In the script, I have the following:

<script>

window.onload = function() {
    var c = document.getElementById("myCanvas");
    var img = document.getElementById("myImage");
  
    //canvas must be squared and take the bigger size width or height
    var cnvsSize;
    if (img.width > img.height)
          {
              cnvsSize = img.width;
              isHorizontal = true;        
          }
          else
            {
              cnvsSize = img.height;
              isHorizontal = false;
            }
        c.width=cnvsSize;
        c.height= cnvsSize;
        
        var ctx = c.getContext("2d");
        ctx.clearRect(0,0,c.width,c.height);
                
        //go to the center of the canvas and rotate
        ctx.translate(c.width/2,c.height/2);
        ctx.rotate(90*Math.PI/180);
        
        //default x and y to draw
        var Y = -cnvsSize/2;
        var X = -cnvsSize/2;
        
        //calculate the x and y for the image to be drawn
        if (isHorizontal){
        Y = (- img.height)/2;
        }
        else{
        X = (- img.width)/2;
        }
                
        ctx.drawImage(img,X,Y);
        
        //a temporary squared image
        var imgSquared = new Image();
   
        //take the data of the squared image
        imgSquared.src = c.toDataURL("image/jpg");     
              
        
        imgSquared.onload = function() {
        
          //resize the canvas to the oposite to the original image
          c.width= img.height;
          c.height= img.width;           
           
           //source is my squared image
           if (isHorizontal)
           {
             var sourceX = (cnvsSize - c.width)/2;
             var sourceY = 0;
            }
            else 
            {
             var sourceX = 0;
             var sourceY = (cnvsSize - c.height)/2;           
            }
              
            var sourceWidth = c.width;
            var sourceHeight = c.height;
   
            //destination is canvas resized
            var destX = 0;
            var destY = 0;
            var destWidth = c.width;
            var destHeight = c.height;
        
            ctx.clearRect(0,0,c.width,c.height);

            ctx.drawImage(imgSquared,sourceX, sourceY, sourceWidth, sourceHeight, destX, destY, destWidth, destHeight);
            
            imgSquared = null;
        };
}
</script>

So, after retreiving MyCanvas and MyImage from the document, I resize the canvas to be squared taking the bigger size of the image (width or height).

Later, I retrieved the context and clear the whole rectangle (in fact an square) of the canvas.
Next, I translate the (0,0) to the center of the canvas and rotate it.

Next, I calculate where the image should be drawn.

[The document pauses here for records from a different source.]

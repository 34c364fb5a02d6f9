// Copyright (C) 2026 Fred Clausen
// Use of this source code is governed by an MIT-style
// license that can be found in the LICENSE file or at
// https://opensource.org/licenses/MIT.

//! Live organizer notifications.
//!
//! Orchestrators hand notices to the [`LiveEventBroadcaster`] through the
//! `NotificationSink` trait once their transaction has committed. Every
//! WebSocket connection belongs to one organizer and only forwards that
//! organizer's notices. Delivery is best effort: with no connection open
//! a notice is dropped.

use axum::{
    extract::{
        State as AxumState, WebSocketUpgrade,
        ws::{Message, WebSocket},
    },
    response::{IntoResponse, Response},
};
use futures::{SinkExt, stream::StreamExt};
use kermesse_api::{ApiError, NotificationSink};
use kermesse_domain::UserRole;
use tokio::sync::broadcast;
use tracing::{debug, error, info, warn};

use crate::session::SessionActor;
use crate::{AppState, HttpError};

/// Maximum number of notices buffered for slow connections.
/// Older notices are dropped once a receiver lags this far behind.
const EVENT_BUFFER_SIZE: usize = 100;

/// A notice addressed to one organizer.
#[derive(Debug, Clone, PartialEq, Eq)]
pub struct OrganizerNotice {
    /// The recipient.
    pub organizer_id: i64,
    /// The rendered notice.
    pub message: String,
}

/// Fan-out hub for organizer notices.
#[derive(Clone)]
pub struct LiveEventBroadcaster {
    tx: broadcast::Sender<OrganizerNotice>,
}

impl LiveEventBroadcaster {
    /// Creates a new broadcaster.
    #[must_use]
    pub fn new() -> Self {
        let (tx, _rx) = broadcast::channel(EVENT_BUFFER_SIZE);
        Self { tx }
    }

    /// Publishes a notice to every open connection.
    ///
    /// Non-blocking. Without receivers the notice is dropped.
    pub fn broadcast(&self, notice: OrganizerNotice) {
        let organizer_id: i64 = notice.organizer_id;
        match self.tx.send(notice) {
            Ok(receivers) => debug!(organizer_id, receivers, "Broadcast notice"),
            Err(_) => debug!(organizer_id, "No live connection for notice"),
        }
    }

    fn subscribe(&self) -> broadcast::Receiver<OrganizerNotice> {
        self.tx.subscribe()
    }
}

impl Default for LiveEventBroadcaster {
    fn default() -> Self {
        Self::new()
    }
}

impl NotificationSink for LiveEventBroadcaster {
    fn notify(&self, organizer_id: i64, message: &str) {
        self.broadcast(OrganizerNotice {
            organizer_id,
            message: message.to_string(),
        });
    }
}

/// Upgrades an organizer's connection to a notification stream.
///
/// # Errors
///
/// Responds 403 when the actor is not an organizer. A missing or invalid
/// actor context is rejected with 401 before the upgrade.
pub async fn live_events_handler(
    SessionActor(actor): SessionActor,
    AxumState(app_state): AxumState<AppState>,
    ws: WebSocketUpgrade,
) -> Response {
    if actor.role != UserRole::Organizer {
        return HttpError::from(ApiError::Forbidden {
            rule: String::from("role_not_permitted"),
            message: format!("Role {} may not subscribe to notifications", actor.role),
        })
        .into_response();
    }

    let broadcaster = app_state.broadcaster;
    ws.on_upgrade(move |socket| handle_socket(socket, broadcaster.subscribe(), actor.id))
}

/// Forwards one organizer's notices until either side goes away.
async fn handle_socket(
    socket: WebSocket,
    mut rx: broadcast::Receiver<OrganizerNotice>,
    organizer_id: i64,
) {
    info!(organizer_id, "Organizer connected to notification stream");

    let (mut sender, mut receiver) = socket.split();

    let connected: String = serde_json::json!({
        "event": "connected",
        "timestamp": time::OffsetDateTime::now_utc()
            .format(&time::format_description::well_known::Iso8601::DEFAULT)
            .unwrap_or_else(|_| String::from("unknown")),
    })
    .to_string();
    if sender.send(Message::Text(connected.into())).await.is_err() {
        warn!(organizer_id, "Failed to send connection confirmation");
        return;
    }

    let mut send_task = tokio::spawn(async move {
        loop {
            match rx.recv().await {
                Ok(notice) if notice.organizer_id == organizer_id => {
                    if sender.send(Message::Text(notice.message.into())).await.is_err() {
                        break;
                    }
                }
                Ok(_) => {}
                Err(broadcast::error::RecvError::Lagged(skipped)) => {
                    warn!(organizer_id, skipped, "Notification stream lagged");
                }
                Err(broadcast::error::RecvError::Closed) => break,
            }
        }
    });

    let mut recv_task = tokio::spawn(async move {
        while let Some(msg) = receiver.next().await {
            match msg {
                Ok(Message::Text(_) | Message::Binary(_)) => {
                    warn!(organizer_id, "Ignoring client message on notification stream");
                }
                Ok(Message::Close(_)) => break,
                Ok(Message::Ping(_) | Message::Pong(_)) => {}
                Err(e) => {
                    error!(organizer_id, ?e, "WebSocket receive error");
                    break;
                }
            }
        }
    });

    tokio::select! {
        _ = &mut send_task => recv_task.abort(),
        _ = &mut recv_task => send_task.abort(),
    }

    info!(organizer_id, "Organizer disconnected from notification stream");
}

By default, it should be minus half of the size of the canvas (considering with are starting from the center of the canvas).
Considering if the image is horizontal or vertical, this coordinates could be smaller to only minus half of the size of the image.
Once calculate the coordinates, the image is drawn.

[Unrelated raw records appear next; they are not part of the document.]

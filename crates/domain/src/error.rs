// Copyright (C) 2026 Fred Clausen
// Use of this source code is governed by an MIT-style
// license that can be found in the LICENSE file or at
// https://opensource.org/licenses/MIT.

/// Errors that can occur during domain validation.
#[derive(Debug, Clone, PartialEq, Eq)]
pub enum DomainError {
    /// A name field is empty or invalid.
    InvalidName {
        /// The field that failed validation.
        field: &'static str,
        /// Why the value was rejected.
        reason: String,
    },
    /// Email address is malformed.
    InvalidEmail(String),
    /// Role string is not a known role.
    InvalidRole(String),
    /// Stand category string is not a known category.
    InvalidCategory(String),
    /// Lifecycle status string is not a known status.
    InvalidStatus(String),
    /// Monetary amount is invalid for the operation.
    InvalidAmount {
        /// The field that carried the amount.
        field: &'static str,
        /// Why the amount was rejected.
        reason: String,
    },
    /// Requested quantity is invalid for the stand.
    InvalidQuantity {
        /// The stand category the quantity was requested against.
        category: String,
        /// Why the quantity was rejected.
        reason: String,
    },
    /// Points value is invalid.
    InvalidPoints(String),
    /// Price times quantity does not fit in a balance.
    PriceOverflow {
        /// The unit price.
        unit_price: u64,
        /// The requested quantity.
        quantity: u32,
    },
    /// Status transition is not permitted.
    InvalidStatusTransition {
        /// The current status.
        from: String,
        /// The requested status.
        to: String,
        /// Reason why the transition is not allowed.
        reason: String,
    },
}

impl std::fmt::Display for DomainError {
    fn fmt(&self, f: &mut std::fmt::Formatter<'_>) -> std::fmt::Result {
        match self {
            Self::InvalidName { field, reason } => write!(f, "Invalid {field}: {reason}"),
            Self::InvalidEmail(email) => write!(f, "Invalid email address: '{email}'"),
            Self::InvalidRole(role) => write!(f, "Invalid role: '{role}'"),
            Self::InvalidCategory(category) => write!(f, "Invalid stand category: '{category}'"),
            Self::InvalidStatus(status) => write!(f, "Invalid status: '{status}'"),
            Self::InvalidAmount { field, reason } => write!(f, "Invalid {field}: {reason}"),
            Self::InvalidQuantity { category, reason } => {
                write!(f, "Invalid quantity for {category} stand: {reason}")
            }
            Self::InvalidPoints(msg) => write!(f, "Invalid points: {msg}"),
            Self::PriceOverflow {
                unit_price,
                quantity,
            } => write!(
                f,
                "Total price overflows: {quantity} x {unit_price} exceeds the maximum balance"
            ),
            Self::InvalidStatusTransition { from, to, reason } => {
                write!(f, "Invalid status transition from {from} to {to}: {reason}")
            }
        }
    }
}

impl std::error::Error for DomainError {}
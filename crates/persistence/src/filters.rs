// Copyright (C) 2026 Fred Clausen
// Use of this source code is governed by an MIT-style
// license that can be found in the LICENSE file or at
// https://opensource.org/licenses/MIT.

//! Typed list filters.
//!
//! Each filter is translated field by field into Diesel predicates with
//! bound parameters. No filter value is ever formatted into SQL text.

/// Which rows a listing actor may see.
#[derive(Debug, Clone, Copy, PartialEq, Eq)]
pub enum ActorScope {
    /// No restriction.
    All,
    /// Rows belonging to kermesses this organizer owns.
    Organizer(i64),
    /// Rows tied to this stand holder's stand.
    StandHolder(i64),
    /// Rows belonging to this student.
    Student(i64),
    /// Rows belonging to this parent or their children.
    Parent(i64),
}

/// Filter for kermesse listings.
#[derive(Debug, Clone, Copy, PartialEq, Eq)]
pub struct KermesseFilter {
    pub scope: ActorScope,
}

/// Filter for stand listings.
#[derive(Debug, Clone, Copy, Default, PartialEq, Eq)]
pub struct StandFilter {
    /// Only stands linked to this kermesse.
    pub kermesse_id: Option<i64>,
    /// Only stands not linked to any running kermesse.
    pub ready_only: bool,
}

/// Filter for participation listings.
#[derive(Debug, Clone, Copy, PartialEq, Eq)]
pub struct ParticipationFilter {
    pub scope: ActorScope,
    pub kermesse_id: Option<i64>,
}

/// Filter for tombola listings.
#[derive(Debug, Clone, Copy, Default, PartialEq, Eq)]
pub struct TombolaFilter {
    pub kermesse_id: Option<i64>,
}

/// Filter for ticket listings.
#[derive(Debug, Clone, Copy, PartialEq, Eq)]
pub struct TicketFilter {
    pub scope: ActorScope,
    pub tombola_id: Option<i64>,
}
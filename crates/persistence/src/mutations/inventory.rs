// Copyright (C) 2026 Fred Clausen
// Use of this source code is governed by an MIT-style
// license that can be found in the LICENSE file or at
// https://opensource.org/licenses/MIT.

//! Stand stock mutation.

use diesel::SqliteConnection;
use diesel::prelude::*;
use tracing::debug;

use crate::diesel_schema::stands;
use crate::error::PersistenceError;

/// Applies a signed stock delta to a stand.
///
/// A negative delta only applies if the stand holds at least that many
/// units; stock can never drop below zero.
///
/// # Errors
///
/// Returns `PersistenceError::InsufficientStock` when a decrement would go
/// negative, `PersistenceError::StockOverflow` when an increment would not
/// fit, or `PersistenceError::NotFound` if the stand does not exist.
pub fn adjust_stock(
    conn: &mut SqliteConnection,
    stand_id: i64,
    delta: i64,
) -> Result<(), PersistenceError> {
    if delta == 0 {
        return Ok(());
    }

    let magnitude: i64 = delta.checked_abs().ok_or(PersistenceError::InsufficientStock {
        stand_id,
        requested: delta.unsigned_abs(),
    })?;

    let updated: usize = if delta < 0 {
        diesel::update(
            stands::table
                .filter(stands::stand_id.eq(stand_id))
                .filter(stands::stock.ge(magnitude)),
        )
        .set(stands::stock.eq(stands::stock - magnitude))
        .execute(conn)?
    } else {
        diesel::update(
            stands::table
                .filter(stands::stand_id.eq(stand_id))
                .filter(stands::stock.le(i64::MAX - magnitude)),
        )
        .set(stands::stock.eq(stands::stock + magnitude))
        .execute(conn)?
    };

    if updated == 0 {
        let exists: bool =
            diesel::select(diesel::dsl::exists(stands::table.find(stand_id))).get_result(conn)?;
        if !exists {
            return Err(PersistenceError::NotFound(format!("stand {stand_id}")));
        }
        return Err(if delta < 0 {
            PersistenceError::InsufficientStock {
                stand_id,
                requested: delta.unsigned_abs(),
            }
        } else {
            PersistenceError::StockOverflow {
                stand_id,
                amount: delta.unsigned_abs(),
            }
        });
    }

    debug!(stand_id, delta, "Stock adjusted");
    Ok(())
}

Next, I create a temporary image to save the square image from the canvas. 
In the onload event of this image, the canvas is resize to the dimension expected for the rotated image (width to height and height to width of the original image).
In order to draw the temporary image in the resized canvas, I had to calculate the x, y, width and height of the image source that should be drawn in the x, y, width and height of the destination canvas.
According to the dimension of the image (horizontal or vertical), there is a margin that need to be left from the temporary image. For that I compare the original canvas size with the current size (cnvsSize - c.height)/2.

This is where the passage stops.